A closer view of the radio-FIR correlation: disentangling the contributions of star formation and AGN activity
Igor Moric, Vernesa Smolcic, Amy Kimball, Dominik A. Riechers, Zeljko, Ivezic, Nick Scoville

TL;DR
This study investigates the radio-FIR correlation across various galaxy types, revealing that many AGN-hosting galaxies exhibit flux ratios similar to star-forming galaxies, complicating the separation of these populations based solely on flux ratios.
Contribution
The paper provides a detailed analysis of the radio-FIR correlation in different galaxy types, incorporating spectral energy distribution fitting and optical diagnostics to distinguish star formation from AGN activity.
Findings
Most AGN-containing galaxies have FIR/radio ratios similar to star-forming galaxies.
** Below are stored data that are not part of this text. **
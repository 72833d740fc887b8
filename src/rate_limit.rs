//! Fixed-window admission control keyed by caller identity
//!
//! One counter per identity, reset entirely at window boundaries. This
//! deliberately permits a burst of up to twice the nominal rate across a
//! window edge; smoothing that out is a different limiter, not a fix here.
//! State is volatile and single-process.

use std::collections::HashMap;
use std::sync::{Arc, Mutex, PoisonError};
use std::time::{Duration, Instant};

use tokio::sync::watch;
use tokio::task::JoinHandle;
use tracing::debug;

/// Identity used when no client address header is present. All
/// unidentifiable callers share this one budget; accepted limitation.
pub const UNKNOWN_IDENTITY: &str = "unknown";

/// Admission limits for one window.
#[derive(Debug, Clone, Copy, serde::Serialize, serde::Deserialize)]
#[serde(default)]
pub struct RateLimitConfig {
    /// Requests allowed per identity per window.
    pub limit: u32,
    pub window: Duration,
}

impl Default for RateLimitConfig {
    fn default() -> Self {
        Self {
            limit: 10,
            window: Duration::from_secs(600),
        }
    }
}

#[derive(Debug)]
struct RateLimitEntry {
    count: u32,
    window_reset_at: Instant,
}

/// Outcome of one admission check.
#[derive(Debug, Clone, Copy, PartialEq, Eq)]
pub struct RateLimitDecision {
    pub allowed: bool,
    /// Requests left in the current window.
    pub remaining: u32,
    /// Time until the window resets and the budget is whole again.
    pub reset_after: Duration,
}

/// Per-identity fixed-window request limiter.
///
/// Owned by the service process: construct once at startup and share by
/// [`Arc`]. Expired entries are always treated as absent, so correctness
/// never depends on the sweeper; sweeping only bounds memory.
#[derive(Debug)]
pub struct RateLimiter {
    limit: u32,
    window: Duration,
    entries: Mutex<HashMap<String, RateLimitEntry>>,
}

impl RateLimiter {
    pub fn new(config: RateLimitConfig) -> Self {
        Self {
            limit: config.limit,
            window: config.window,
            entries: Mutex::new(HashMap::new()),
        }
    }

    /// Admission check for one request from `identity`.
    ///
    /// A fresh or expired window starts at `count = 1`; a full window denies
    /// without consuming budget; otherwise the counter increments.
    pub fn check(&self, identity: &str) -> RateLimitDecision {
        if self.limit == 0 {
            return RateLimitDecision {
                allowed: false,
                remaining: 0,
                reset_after: self.window,
            };
        }
        let now = Instant::now();
        let mut entries = self
            .entries
            .lock()
            .unwrap_or_else(PoisonError::into_inner);
        match entries.get_mut(identity) {
            Some(entry) if now <= entry.window_reset_at => {
                if entry.count >= self.limit {
                    debug!(identity, "rate limit window full");
                    RateLimitDecision {
                        allowed: false,
                        remaining: 0,
                        reset_after: entry.window_reset_at - now,
                    }
                } else {
                    entry.count += 1;
                    RateLimitDecision {
                        allowed: true,
                        remaining: self.limit - entry.count,
                        reset_after: entry.window_reset_at - now,
                    }
                }
            }
            _ => {
                entries.insert(
                    identity.to_string(),
                    RateLimitEntry {
                        count: 1,
                        window_reset_at: now + self.window,
                    },
                );
                RateLimitDecision {
                    allowed: true,
                    remaining: self.limit - 1,
                    reset_after: self.window,
                }
            }
        }
    }

    /// Drop every entry whose window has already expired. Returns the number
    /// evicted.
    pub fn sweep(&self) -> usize {
        let now = Instant::now();
        let mut entries = self
            .entries
            .lock()
            .unwrap_or_else(PoisonError::into_inner);
        let before = entries.len();
        entries.retain(|_, entry| now <= entry.window_reset_at);
        before - entries.len()
    }

    /// Number of identities currently tracked. Memory-footprint
    /// observability, not part of the admission contract.
    pub fn tracked_identities(&self) -> usize {
        self.entries
            .lock()
            .unwrap_or_else(PoisonError::into_inner)
            .len()
    }
}

/// Pick the caller identity out of request headers: first hop of
/// `x-forwarded-for`, then `x-real-ip`, then `cf-connecting-ip`, falling
/// back to [`UNKNOWN_IDENTITY`].
pub fn client_identity(headers: &http::HeaderMap) -> String {
    if let Some(forwarded) = headers
        .get("x-forwarded-for")
        .and_then(|v| v.to_str().ok())
    {
        if let Some(first_hop) = forwarded
            .split(',')
            .next()
            .map(str::trim)
            .filter(|hop| !hop.is_empty())
        {
            return first_hop.to_string();
        }
    }
    for header in ["x-real-ip", "cf-connecting-ip"] {
        if let Some(value) = headers.get(header).and_then(|v| v.to_str().ok()) {
            let value = value.trim();
            if !value.is_empty() {
                return value.to_string();
            }
        }
    }
    UNKNOWN_IDENTITY.to_string()
}

/// Handle to a running sweeper task. Dropping it without calling
/// [`shutdown`](SweeperHandle::shutdown) detaches the task.
pub struct SweeperHandle {
    shutdown: watch::Sender<bool>,
    handle: JoinHandle<()>,
}

impl SweeperHandle {
    /// Stop the sweeper and wait for it to exit. Tie this to process
    /// shutdown.
    pub async fn shutdown(self) {
        let _ = self.shutdown.send(true);
        let _ = self.handle.await;
    }
}

/// Spawn the periodic eviction task for `limiter`.
pub fn spawn_sweeper(limiter: Arc<RateLimiter>, period: Duration) -> SweeperHandle {
    let (tx, mut rx) = watch::channel(false);
    let handle = tokio::spawn(async move {
        let mut ticker = tokio::time::interval(period);
        ticker.set_missed_tick_behavior(tokio::time::MissedTickBehavior::Delay);
        loop {
            tokio::select! {
                _ = ticker.tick() => {
                    let evicted = limiter.sweep();
                    if evicted > 0 {
                        debug!(evicted, "swept expired rate limit windows");
                    }
                }
                _ = rx.changed() => break,
            }
        }
    });
    SweeperHandle {
        shutdown: tx,
        handle,
    }
}

#[cfg(test)]
mod tests {
    use super::*;
    use http::HeaderMap;

    fn limiter(limit: u32, window: Duration) -> RateLimiter {
        RateLimiter::new(RateLimitConfig { limit, window })
    }

    #[test]
    fn window_walk_counts_down_then_denies() {
        let limiter = limiter(10, Duration::from_secs(600));
        for expected_remaining in (0..10).rev() {
            let decision = limiter.check("1.2.3.4");
            assert!(decision.allowed);
            assert_eq!(decision.remaining, expected_remaining);
        }
        let denied = limiter.check("1.2.3.4");
        assert!(!denied.allowed);
        assert_eq!(denied.remaining, 0);
    }

    #[test]
    fn denied_requests_do_not_consume_budget() {
        let limiter = limiter(2, Duration::from_millis(40));
        assert!(limiter.check("a").allowed);
        assert!(limiter.check("a").allowed);
        for _ in 0..20 {
            assert!(!limiter.check("a").allowed);
        }
        std::thread::sleep(Duration::from_millis(50));
        // The hammering above must not have extended or refilled the window.
        let fresh = limiter.check("a");
        assert!(fresh.allowed);
        assert_eq!(fresh.remaining, 1);
    }

    #[test]
    fn window_expiry_restores_full_budget() {
        let limiter = limiter(10, Duration::from_millis(30));
        for _ in 0..10 {
            assert!(limiter.check("a").allowed);
        }
        assert!(!limiter.check("a").allowed);
        std::thread::sleep(Duration::from_millis(40));
        let fresh = limiter.check("a");
        assert!(fresh.allowed);
        assert_eq!(fresh.remaining, 9);
    }

    #[test]
    fn identities_are_independent() {
        let limiter = limiter(1, Duration::from_secs(600));
        assert!(limiter.check("a").allowed);
        assert!(!limiter.check("a").allowed);
        assert!(limiter.check("b").allowed);
    }

    #[test]
    fn zero_limit_denies_everything() {
        let limiter = limiter(0, Duration::from_secs(600));
        assert!(!limiter.check("a").allowed);
        assert_eq!(limiter.tracked_identities(), 0);
    }

    #[test]
    fn sweep_evicts_only_expired_windows() {
        let limiter = limiter(10, Duration::from_millis(30));
        limiter.check("stale");
        std::thread::sleep(Duration::from_millis(40));
        limiter.check("live");
        assert_eq!(limiter.tracked_identities(), 2);
        assert_eq!(limiter.sweep(), 1);
        assert_eq!(limiter.tracked_identities(), 1);
        // The surviving window still has its spent count.
        assert_eq!(limiter.check("live").remaining, 8);
    }

    #[test]
    fn check_is_correct_without_any_sweeping() {
        let limiter = limiter(1, Duration::from_millis(20));
        assert!(limiter.check("a").allowed);
        std::thread::sleep(Duration::from_millis(30));
        // Expired entry treated as absent even though it was never swept.
        assert!(limiter.check("a").allowed);
    }

    #[test]
    fn identity_prefers_forwarded_for_first_hop() {
        let mut headers = HeaderMap::new();
        headers.insert("x-forwarded-for", "203.0.113.7, 10.0.0.1".parse().unwrap());
        headers.insert("x-real-ip", "10.0.0.2".parse().unwrap());
        assert_eq!(client_identity(&headers), "203.0.113.7");
    }

    #[test]
    fn identity_falls_through_header_chain() {
        let mut headers = HeaderMap::new();
        headers.insert("x-real-ip", "198.51.100.4".parse().unwrap());
        assert_eq!(client_identity(&headers), "198.51.100.4");

        let mut headers = HeaderMap::new();
        headers.insert("cf-connecting-ip", "192.0.2.9".parse().unwrap());
        assert_eq!(client_identity(&headers), "192.0.2.9");

        assert_eq!(client_identity(&HeaderMap::new()), UNKNOWN_IDENTITY);
    }

    #[tokio::test]
    async fn sweeper_evicts_and_shuts_down() {
        let limiter = Arc::new(limiter(10, Duration::from_millis(10)));
        limiter.check("a");
        limiter.check("b");
        let sweeper = spawn_sweeper(limiter.clone(), Duration::from_millis(20));
        tokio::time::sleep(Duration::from_millis(60)).await;
        assert_eq!(limiter.tracked_identities(), 0);
        sweeper.shutdown().await;
    }
}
Seyfert galaxies show lower FIR/radio ratios due to AGN contribution.
IR-detected LINER and absorption line galaxies are AGN-dominated but have ratios consistent with star formation.
Abstract
We extend the Unified Radio Catalog, a catalog of sources detected by various (NVSS, FIRST, WENSS, GB6) radio surveys, and SDSS, to IR wavelengths by matching it to the IRAS Point and Faint Source catalogs. By fitting each NVSS-selected galaxy's NUV-NIR spectral energy distribution (SED) with stellar population synthesis models we add to the catalog star formation rates, stellar masses, and attenuations.We further add information about optical emission line properties for NVSS-selected galaxies with available SDSS spectroscopy. Using an NVSS 20cm (F_{1.4GHz} ge 2.5mJy) selected sample, matched to the SDSS spectroscopic ("main" galaxy and quasar) catalogs and IRAS data (0.04<z le 0.2) we perform an in depth analysis of the radio-FIR correlation for various types of galaxies, separated into i) quasars, ii) star forming, iii) composite, iv) Seyfert, v) LINER and vi) absorption line…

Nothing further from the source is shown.